▸ **Prompt**:
Work through the records below, line by line, and say how many lines include "Option", with nothing else.

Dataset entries
*** Begin section ***

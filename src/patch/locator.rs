//! Patch Locator
//!
//! Finds the patch file for a chip, either from an explicit filename override
//! or by scanning the patch directory for `<chip_id>*.seq`.

use crate::domain::settings::PatchSettings;
use crate::error::LocateError;
use std::ffi::OsString;
use std::fs;
use std::path::{Path, PathBuf};
use tracing::{debug, error, info};

/// Reserved patch file extension (matched case-insensitively).
pub const FW_PATCHFILE_EXTENSION: &str = ".seq";

/// Longest accepted patch path.
pub const PATH_MAX: usize = 4096;

/// Locates patch files under a configured directory.
#[derive(Debug, Clone)]
pub struct PatchLocator {
    dir: PathBuf,
    file_name: Option<String>,
}

impl PatchLocator {
    pub fn new(dir: impl Into<PathBuf>, file_name: Option<String>) -> Self {
        Self {
            dir: dir.into(),
            file_name: file_name.filter(|name| !name.is_empty()),
        }
    }

    pub fn from_settings(settings: &PatchSettings) -> Self {
        Self::new(&settings.patch_file_path, settings.patch_file_name.clone())
    }

    pub fn dir(&self) -> &Path {
        &self.dir
    }

    /// Path of the patch file for `chip_id`, or `None` (logged) if there is none.
    pub fn locate(&self, chip_id: &str) -> Option<PathBuf> {
        match self.try_locate(chip_id) {
            Ok(path) => Some(path),
            Err(e) => {
                error!("{}", e);
                None
            }
        }
    }

    /// Like [`locate`](Self::locate) but reports why nothing was found.
    pub fn try_locate(&self, chip_id: &str) -> Result<PathBuf, LocateError> {
        debug!("Target name = [{}]", chip_id);

        // The override is used as-is; a missing file surfaces when it is opened
        if let Some(name) = &self.file_name {
            let path = self.dir.join(name);
            info!("FW patchfile: {}", path.display());
            return Ok(path);
        }

        let entries = fs::read_dir(&self.dir).map_err(|source| LocateError::DirectoryUnreadable {
            path: self.dir.clone(),
            source,
        })?;
        let names = entries.filter_map(|entry| entry.ok().map(|e| e.file_name()));

        let name = select_entry(names, chip_id).ok_or_else(|| LocateError::NotFound {
            chip_id: chip_id.to_string(),
            dir: self.dir.clone(),
        })?;

        let path = self.dir.join(&name);
        info!("Found patchfile: {}", path.display());

        if path.as_os_str().len() > PATH_MAX - 2 {
            return Err(LocateError::PathTooLong(path));
        }
        Ok(path)
    }
}

/// First name starting with `chip_id` and ending with [`FW_PATCHFILE_EXTENSION`],
/// both compared ASCII case-insensitively.
///
/// Order is whatever `names` yields; with several candidates the choice is
/// arbitrary.
pub fn select_entry<I>(names: I, chip_id: &str) -> Option<OsString>
where
    I: IntoIterator<Item = OsString>,
{
    names.into_iter().find(|name| {
        let bytes = name.as_encoded_bytes();
        starts_with_ignore_case(bytes, chip_id.as_bytes())
            && ends_with_ignore_case(bytes, FW_PATCHFILE_EXTENSION.as_bytes())
    })
}

fn starts_with_ignore_case(haystack: &[u8], prefix: &[u8]) -> bool {
    haystack.len() >= prefix.len() && haystack[..prefix.len()].eq_ignore_ascii_case(prefix)
}

fn ends_with_ignore_case(haystack: &[u8], suffix: &[u8]) -> bool {
    haystack.len() >= suffix.len()
        && haystack[haystack.len() - suffix.len()..].eq_ignore_ascii_case(suffix)
}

*** End section ***

▸ **Final answer**:
4